Выйдя в тамбур, повела носом – здесь недавно курили. Достав из сумочки портсигар, уверенно щелкнула зажигалкой – ну не в туалете же, ей-богу, взрослой тетке прятаться!
Поезд мирно покачивался на рельсах.
Так бы и ехать до скончания веков – в тепле, сытости, пусть и недолгом, растекающемся по телу коньячным жаром спокойствии. В купе дремал верный пес. Валера коротко отписался, что ложится спать. Дочь на сообщение не ответила – небось никак не могла уложить избалованную гиперактивную Лину.

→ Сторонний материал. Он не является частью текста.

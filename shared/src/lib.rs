use serde::{Deserialize, Serialize};
use std::collections::HashMap;
use std::time::Duration;
use thiserror::Error;

pub mod channel;
pub mod codec;
pub mod engine;
pub mod map;
pub mod signaling;

/// Maximum player speed in world units per second (8 tiles * 16 px).
pub const PLAYER_MAX_SPEED: f32 = 128.0;
pub const PLAYER_RADIUS: f32 = 5.0;
pub const BOMB_RADIUS: f32 = 5.0;
pub const SPLASH_RADIUS: f32 = 24.0;
pub const BOMB_FUSE: Duration = Duration::from_secs(4);
pub const MAX_BOMBS: u32 = 6;
pub const BOMB_RESTOCK_PER_SEC: u32 = 2;
pub const GAME_DURATION: Duration = Duration::from_secs(120);

/// Authoritative simulation cadence (60 Hz).
pub const STEP_INTERVAL: Duration = Duration::from_millis(16);
/// Snapshot broadcast cadence (30 Hz), deliberately slower than the step.
pub const BROADCAST_INTERVAL: Duration = Duration::from_millis(33);

/// How much of the predicted position wins over the currently displayed one
/// when a snapshot is reconciled. 0.0 = fully smoothed but positionally
/// stale, 1.0 = fully correct but visibly jumpy.
pub const BLEND_FACTOR: f32 = 0.5;

pub const CONNECT_TIMEOUT: Duration = Duration::from_secs(15);

/// Error taxonomy for the netcode core. Transport-level loss is absorbed
/// locally and never reaches this type; only failures a caller can act on
/// are represented.
#[derive(Debug, Error)]
pub enum NetError {
    #[error("connection handshake timed out")]
    ConnectionTimeout,
    #[error("malformed message: {0}")]
    MalformedMessage(String),
    #[error("message schema unavailable: {0}")]
    SchemaUnavailable(String),
    #[error("physics worker terminated")]
    WorkerGone,
    #[error(transparent)]
    Io(#[from] std::io::Error),
}

#[derive(Debug, Serialize, Deserialize, Clone, Copy, PartialEq, Default)]
pub struct Vec2 {
    pub x: f32,
    pub y: f32,
}

impl Vec2 {
    pub const ZERO: Vec2 = Vec2 { x: 0.0, y: 0.0 };

    pub fn new(x: f32, y: f32) -> Self {
        Self { x, y }
    }

    pub fn length(&self) -> f32 {
        self.x.hypot(self.y)
    }

    /// Clamps the vector into the unit disc. Vectors already inside are
    /// returned unchanged so analog input keeps its magnitude.
    pub fn clamp_unit(&self) -> Vec2 {
        let len = self.length();
        if len <= 1.0 {
            *self
        } else {
            Vec2::new(self.x / len, self.y / len)
        }
    }

    pub fn scale(&self, factor: f32) -> Vec2 {
        Vec2::new(self.x * factor, self.y * factor)
    }

    pub fn lerp(&self, other: Vec2, t: f32) -> Vec2 {
        Vec2::new(
            self.x + (other.x - self.x) * t,
            self.y + (other.y - self.y) * t,
        )
    }
}

/// The four fixed teams. Balancing and scoring iterate `Team::ALL` so the
/// order here is the tie-break order for joins.
#[derive(Debug, Serialize, Deserialize, Clone, Copy, PartialEq, Eq, Hash)]
pub enum Team {
    Green,
    Blue,
    Red,
    Yellow,
}

impl Team {
    pub const ALL: [Team; 4] = [Team::Green, Team::Blue, Team::Red, Team::Yellow];

    pub fn name(&self) -> &'static str {
        match self {
            Team::Green => "green",
            Team::Blue => "blue",
            Team::Red => "red",
            Team::Yellow => "yellow",
        }
    }
}

#[derive(Debug, Serialize, Deserialize, Clone, PartialEq)]
pub struct PlayerState {
    pub id: u32,
    pub team: Team,
    pub pos: Vec2,
    pub vel: Vec2,
    pub radius: f32,
}

#[derive(Debug, Serialize, Deserialize, Clone, PartialEq)]
pub struct BombState {
    pub id: u32,
    pub team: Team,
    pub pos: Vec2,
}

#[derive(Debug, Serialize, Deserialize, Clone, PartialEq)]
pub struct SplashEvent {
    pub id: u32,
    pub team: Team,
    pub pos: Vec2,
    pub rot: f32,
}

/// Read-only projection of the physics world plus the game bookkeeping a
/// client needs to render one frame.
#[derive(Debug, Serialize, Deserialize, Clone, PartialEq, Default)]
pub struct WorldState {
    pub players: Vec<PlayerState>,
    pub bombs: Vec<BombState>,
    pub splashes: Vec<SplashEvent>,
    pub remaining_time_ms: u32,
    pub scores: HashMap<Team, u32>,
}

impl WorldState {
    pub fn player(&self, id: u32) -> Option<&PlayerState> {
        self.players.iter().find(|p| p.id == id)
    }
}

#[derive(Debug, Serialize, Deserialize, Clone, Copy, PartialEq, Default)]
pub struct InputActions {
    pub place_bomb: bool,
}

/// One tick of local input. Immutable after creation; the capture time lives
/// in the client's packet log, not on the wire.
#[derive(Debug, Serialize, Deserialize, Clone, PartialEq)]
pub struct InputPacket {
    pub packet_id: u32,
    pub velocity: Vec2,
    pub actions: InputActions,
}

#[derive(Debug, Serialize, Deserialize, Clone, PartialEq)]
pub struct Snapshot {
    pub last_acked_packet_id: u32,
    pub world: WorldState,
}

/// Wire envelope. The enum discriminant is the message kind.
#[derive(Debug, Serialize, Deserialize, Clone, PartialEq)]
pub enum Message {
    Input(InputPacket),
    Snapshot(Snapshot),
    GameEnd { scores: HashMap<Team, u32> },
}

Дверь дерзко распахнулась, и Варвара Сергеевна, на миг почувствовав себя школьницей, быстро спрятала за спину папироску. В тамбур зашел Серега:
– Огоньку не найдется?
Самоварова с облегчением выдохнула и протянула зажигалку.
Парень, встав к ней полубоком, уставился в окно. Он держал сигарету хваткой большого и указательного и затягивался, быстро выдувая дым вниз.
– Извините, – решилась Варвара Сергеевна. – Я случайно услышала про вашу выставку. Жаль, не знала, обязательно бы сходила.
– В Питере живете? – Парень продолжал смотреть в окно.
– Да. А где еще можно посмотреть ваши работы?
– Где? – Он повернул к ней голову. Его загорелое до красновато-коричневого оттенка лицо на мгновение озарила улыбка, и тут же, смущаясь, спряталась. – Где… – задумался он. – А вы в телеге есть?
– Конечно. Там все сейчас.
– Подписывайтесь на мой канал.
Он забил ей в телефон название.
– Так вы профессионал? Где учились?
– Нигде. Всегда любил снимать. Сначала на телефон, потом уже посерьезнее аппаратуру купил.
– А на войну как попали? Вы же не мобилизованный?
Профессиональным военным он явно не был.
– Нет. Но повестку ждал, как и все. Я на войне давно. Даже мешок походный не разбираю. Сначала ездил с нашими артистами и музыкантами, снимал концерты для ополченцев, покинутые деревни и дома, – запросто, будто беседовал со старой знакомой, откровенничал он – а теперь… снимаю наших героев, детей, людей, природу… Храмы вот начал снимать.
– С чем это связано?
Серега пожал плечами и задумался.
– Это сильно невероятно… Война же все, как в лупу, увеличивает. Плохое делается ужасным, прекрасное – великим. Война закончится, а вечное останется. Что разрушено – восстановим. В вечном наша сила.
Говорил он просто и без пафоса, его слова «дышали».
На секунды Самоваровой показалось, что ей отвечает другой Сергей – горячо и навеки любимый брат всей страны.
– Спасибо, – расчувствовавшись, она погладила военкора по плечу. – От меня и… от моей семьи, спасибо! За позицию вашу… От всего поколения!